1,000+ years ago a craftsman sat in virtually the same spot I am

And, using the ancient art of flintknapping he created tools and weapons. We can note this due to not only the amount of debitage (material produced during the process of lithic reduction), the amount of different types of core material, and because of the differing sizes of the flakes. The larger ones are from the beginning process of lithic reduction (the careful process of turning big rocks into little ones) and the very small one’s are chipped off during the finishing process. The different types of material would indicate a different group of people and or different time frame the pieces were being worked. What I found was a workstation. A place ancient craftsmen regularly went to practice their art. And, probably as noted by the differing types of material over a long period of time. As the pieces were flaked off they lay their undisturbed and untouched for over a thousand years, until I found them. They literally went from the craftsman’s fingers to mine.  



Wednesday, April 25, 2018

SUPER FEATURE (cue Superman music).

Okay maybe not, but this tiny 20x20 centimeter around 6 centimeter deep feature produced 34 flakes (some beautiful heat treated pressure flakes), and a large piece of prehistoric pottery (which promptly broke into two). Everything was found within 2 centimeters of the surface and the remaining fill soil was sterile. Which would mean there had been a lot of artifacts in the soil that had been there. Unfortunately, the damn bulldozer which was to scrape the surface dirt away went way too deep and scraped away a lot of irreplaceable artifacts.  




Saturday, April 21, 2018

You’re Looking at an Approximately 9,000 Year Old Piece of Grass.

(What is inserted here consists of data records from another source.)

// Walk |path| down from |v|, apply the action's local rewrite at the
// focus, and re-assemble each ancestor container on the way back up.
// |walked| is the prefix already descended, for error reporting.
fn walk(v: &Value, path: &[Node], walked: &mut Path, action: &Action) -> Result<Value> {
    let Some((node, rest)) = path.split_first() else {
        return rewrite(v, walked, action);
    };

    match (node, v) {
        (Node::Field(name), Value::Record(fields)) => {
            let index = fields
                .iter()
                .position(|(n, _)| n == name)
                .ok_or_else(|| Error::MissingPath {
                    path: walked.clone().field(name),
                })?;

            let mut fields = fields.clone();
            walked.push(Node::Field(name.clone()));
            let child = walk(&fields[index].1, rest, walked, action)?;
            walked.pop();

            fields[index].1 = child;
            Ok(Value::Record(fields))
        }

        (Node::Case(name), Value::Variant(case, payload)) => {
            if case != name {
                // A mismatch which would require descending through the
                // payload is a missing location. At the final node, the
                // action's policy decides.
                return if !rest.is_empty() {
                    Err(Error::MissingPath {
                        path: walked.clone().case(name),
                    })
                } else if tolerates_no_match(action) {
                    Ok(v.clone())
                } else {
                    Err(Error::NoMatch {
                        path: walked.clone().case(name),
                        expected: name.clone(),
                        actual: case.clone(),
                    })
                };
            }

            walked.push(Node::Case(name.clone()));
            let child = walk(payload, rest, walked, action)?;
            walked.pop();

            Ok(Value::Variant(case.clone(), Box::new(child)))
        }

        (Node::Elements, Value::Sequence(items)) => {
            walked.push(Node::Elements);
            let items = items
                .iter()
                .enumerate()
                .map(|(index, item)| {
                    walk(item, rest, walked, action).map_err(|err| {
                        tracing::debug!(index, at = %walked, %err, "broadcast element failed");
                        err
                    })
                })
                .collect::<Result<Vec<_>>>()?;
            walked.pop();

            Ok(Value::Sequence(items))
        }

        (Node::MapKeys, Value::Map(entries)) => {
            walked.push(Node::MapKeys);
            let entries = entries
                .iter()
                .map(|(key, value)| Ok((walk(key, rest, walked, action)?, value.clone())))
                .collect::<Result<Vec<_>>>()?;
            walked.pop();

            Ok(Value::Map(entries))
        }

        (Node::MapValues, Value::Map(entries)) => {
            walked.push(Node::MapValues);
            let entries = entries
                .iter()
                .map(|(key, value)| Ok((key.clone(), walk(value, rest, walked, action)?)))
                .collect::<Result<Vec<_>>>()?;
            walked.pop();

            Ok(Value::Map(entries))
        }

        (Node::Optional, Value::Variant(case, _)) => match v.as_option() {
            // An absent optional is a non-error skip.
            Some(None) => Ok(v.clone()),
            Some(Some(inner)) => {
                walked.push(Node::Optional);
                let child = walk(inner, rest, walked, action)?;
                walked.pop();
                Ok(Value::some(child))
            }
            None => Err(Error::NoMatch {
                path: walked.clone().optional(),
                expected: "Some".to_string(),
                actual: case.clone(),
            }),
        },

        // The focus kind does not admit this path node.
        (node, v) => Err(Error::TypeMismatch {
            path: walked.clone(),
            expected: expected_kind(node),
            actual: v.kind(),
        }),
    }
}
use crate::ptr::{Node, Path};
use crate::schema::Schema;
use std::collections::BTreeSet;

/// Shape is the set of field paths reachable from a schema descriptor's
/// root. It's the skeleton a coverage validation compares against:
/// only structure, no primitive detail.
#[derive(Clone, Debug, Default, PartialEq, Eq)]
pub struct Shape {
    pub fields: BTreeSet<Path>,
}

impl Shape {
    /// Infer the Shape of |schema| by walking its descriptor and
    /// collecting every reachable path which names a field. Variant
    /// cases contribute case segments, sequences and maps contribute
    /// broadcast segments, and optional wrappers are transparent.
    pub fn infer(schema: &Schema) -> Shape {
        let mut fields = BTreeSet::new();
        walk(schema, &mut Path::root(), &mut fields);
        Shape { fields }
    }

    pub fn contains(&self, path: &Path) -> bool {
        self.fields.contains(path)
    }
}

fn walk(schema: &Schema, prefix: &mut Path, out: &mut BTreeSet<Path>) {
    match schema {
        Schema::Record(fields) => {
            for (name, child) in fields {
                prefix.push(Node::Field(name.clone()));
                out.insert(prefix.clone());
                walk(child, prefix, out);
                prefix.pop();
            }
        }
        Schema::Variant(cases) => {
            for (name, child) in cases {
                prefix.push(Node::Case(name.clone()));
                walk(child, prefix, out);
                prefix.pop();
            }
        }
        Schema::Sequence(inner) => {
            prefix.push(Node::Elements);
            walk(inner, prefix, out);
            prefix.pop();
        }
        Schema::Map(key, value) => {
            prefix.push(Node::MapKeys);
            walk(key, prefix, out);
            prefix.pop();

            prefix.push(Node::MapValues);
            walk(value, prefix, out);
            prefix.pop();
        }
        Schema::Optional(inner) => walk(inner, prefix, out),

        Schema::Unit
        | Schema::Bool
        | Schema::Int
        | Schema::Long
        | Schema::Float
        | Schema::Double
        | Schema::String
        | Schema::Bytes => {}
    }
}
use crate::expr::Expr;
use crate::ptr::Path;
use crate::value::Value;

/// Action is one atomic migration step: a location given by |at|, and a
/// structural rewrite to perform there. The set is closed and every
/// variant is plain data, so a vector of actions serializes and is
/// executable in a process which never linked the source or target
/// types. Adding a variant is an intentional, schema-breaking change.
#[derive(Clone, Debug, PartialEq, Eq, serde::Serialize, serde::Deserialize)]
pub enum Action {
    /// Append a field to the focused record, valued by |default|.
    AddField { at: Path, name: String, default: Expr },
    /// Remove a field of the focused record. The |reverse_default|
    /// is what a reversed migration would re-add the field with; when
    /// absent, the drop discards information and the action is lossy.
    DropField {
        at: Path,
        name: String,
        reverse_default: Option<Expr>,
    },
    /// Rename a field of the focused record, keeping its position.
    Rename { at: Path, from: String, to: String },
    /// Unwrap an optional field: `Some(x)` becomes `x`, and `None`
    /// becomes the evaluated |default|.
    Mandate { at: Path, name: String, default: Expr },
    /// Wrap a field value `x` as `Some(x)`.
    Optionalize { at: Path, name: String },
    /// Rename the focused variant's case when it matches |from|.
    RenameCase { at: Path, from: String, to: String },
    /// Fail when the focused variant's case matches |name|. A removed
    /// case has no representation on the target side.
    RemoveCase { at: Path, name: String },
    /// Run |inner| actions against the payload of a matching case.
    TransformCase {
        at: Path,
        name: String,
        inner: Vec<Action>,
    },
    /// Replace the focused value with `forward(focus)`.
    TransformValue {
        at: Path,
        forward: Expr,
        inverse: Option<Expr>,
    },
    /// Apply |forward| to each element of the focused sequence.
    TransformElements { at: Path, forward: Expr, inverse: Expr },
    /// Apply |forward| to each key of the focused map.
    TransformKeys { at: Path, forward: Expr, inverse: Expr },
    /// Apply |forward| to each value of the focused map.
    TransformValues { at: Path, forward: Expr, inverse: Expr },
    /// Read each |sources| path from the root, bind the results
    /// positionally, evaluate |body|, and write the result at |at|.
    Join {
        at: Path,
        sources: Vec<Path>,
        body: Expr,
    },
}

impl Action {
    /// The Path at which this action applies.
    pub fn at(&self) -> &Path {
        match self {
            Action::AddField { at, .. }
            | Action::DropField { at, .. }
            | Action::Rename { at, .. }
            | Action::Mandate { at, .. }
            | Action::Optionalize { at, .. }
            | Action::RenameCase { at, .. }
            | Action::RemoveCase { at, .. }
            | Action::TransformCase { at, .. }
            | Action::TransformValue { at, .. }
            | Action::TransformElements { at, .. }
            | Action::TransformKeys { at, .. }
            | Action::TransformValues { at, .. }
            | Action::Join { at, .. } => at,
        }
    }

    /// Is this action lossy? A lossy action has no structural reverse
    /// which recovers its input.
    pub fn is_lossy(&self) -> bool {
        match self {
            Action::AddField { .. }
            | Action::Rename { .. }
            | Action::Mandate { .. }
            | Action::Optionalize { .. }
            | Action::RenameCase { .. } => false,

            Action::DropField {
                reverse_default, ..
            } => reverse_default.is_none(),

            // A removed case cannot be reconstructed.
            Action::RemoveCase { .. } => true,

            Action::TransformCase { inner, .. } => inner.iter().any(Action::is_lossy),

            Action::TransformValue { inverse, .. } => inverse.is_none(),

            // The inverse expression is required at construction, and
            // supplying it is the author's assertion of invertibility.
            Action::TransformElements { .. }
            | Action::TransformKeys { .. }
            | Action::TransformValues { .. } => false,

            // The closed set has no split action to pair with a join.
            Action::Join { .. } => true,
        }
    }

    /// The structural reverse of this action, defined iff it's not
    /// lossy.
    pub fn reverse(&self) -> Option<Action> {
        let reversed = match self {
            Action::AddField { at, name, default } => Action::DropField {
                at: at.clone(),
                name: name.clone(),
                reverse_default: Some(default.clone()),
            },
            Action::DropField {
                at,
                name,
                reverse_default,
            } => Action::AddField {
                at: at.clone(),
                name: name.clone(),
                default: reverse_default.clone()?,
            },
            Action::Rename { at, from, to } => Action::Rename {
                at: at.clone(),
                from: to.clone(),
                to: from.clone(),
            },
            Action::Mandate { at, name, .. } => Action::Optionalize {
                at: at.clone(),
                name: name.clone(),
            },
            // An optionalized field is always `Some`, so the mandate
            // default on the way back is never consulted.
            Action::Optionalize { at, name } => Action::Mandate {
                at: at.clone(),
                name: name.clone(),
                default: Expr::Literal(Value::unit()),
            },
            Action::RenameCase { at, from, to } => Action::RenameCase {
                at: at.clone(),
                from: to.clone(),
                to: from.clone(),
            },
            Action::RemoveCase { .. } => return None,
            Action::TransformCase { at, name, inner } => {
                let mut inner = inner
                    .iter()
                    .map(Action::reverse)
                    .collect::<Option<Vec<_>>>()?;
                inner.reverse();
                Action::TransformCase {
                    at: at.clone(),
                    name: name.clone(),
                    inner,
                }
            }
            Action::TransformValue { at, forward, inverse } => Action::TransformValue {
                at: at.clone(),
                forward: inverse.clone()?,
                inverse: Some(forward.clone()),
            },
            Action::TransformElements { at, forward, inverse } => Action::TransformElements {
                at: at.clone(),
                forward: inverse.clone(),
                inverse: forward.clone(),
            },
            Action::TransformKeys { at, forward, inverse } => Action::TransformKeys {
                at: at.clone(),
                forward: inverse.clone(),
                inverse: forward.clone(),
            },
            Action::TransformValues { at, forward, inverse } => Action::TransformValues {
                at: at.clone(),
                forward: inverse.clone(),
                inverse: forward.clone(),
            },
            Action::Join { .. } => return None,
        };
        Some(reversed)
    }
}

We found a sealed feature in the BE horizon 30 centimeters deep. As per “school energy&environment” it takes 200 to 400 years to create 1 centimeter of soil. If we take 300 years as a mean and times that by 30 centimeters deep in the soil we can estimate its age at 9,000 years. We found several pieces and each were as soft and pliable as if it were still alive. ARCHAEOLOGY FUCKING ROCKS!!



Wednesday, April 18, 2018

It's such a lovely winter we're having this spring

Rain and heavy winds once again turned our project area into a quagmire. Raining now and till midnight when it starts snowing.


Friday, April 13, 2018

Bisecting and Dissecting Features

In Archaeology features can tell us a lot, or in this case tell us this was probably a tree that was hit by lighting and burned to cinders. We can note this by the bisected shape and that is was a straight down excavation.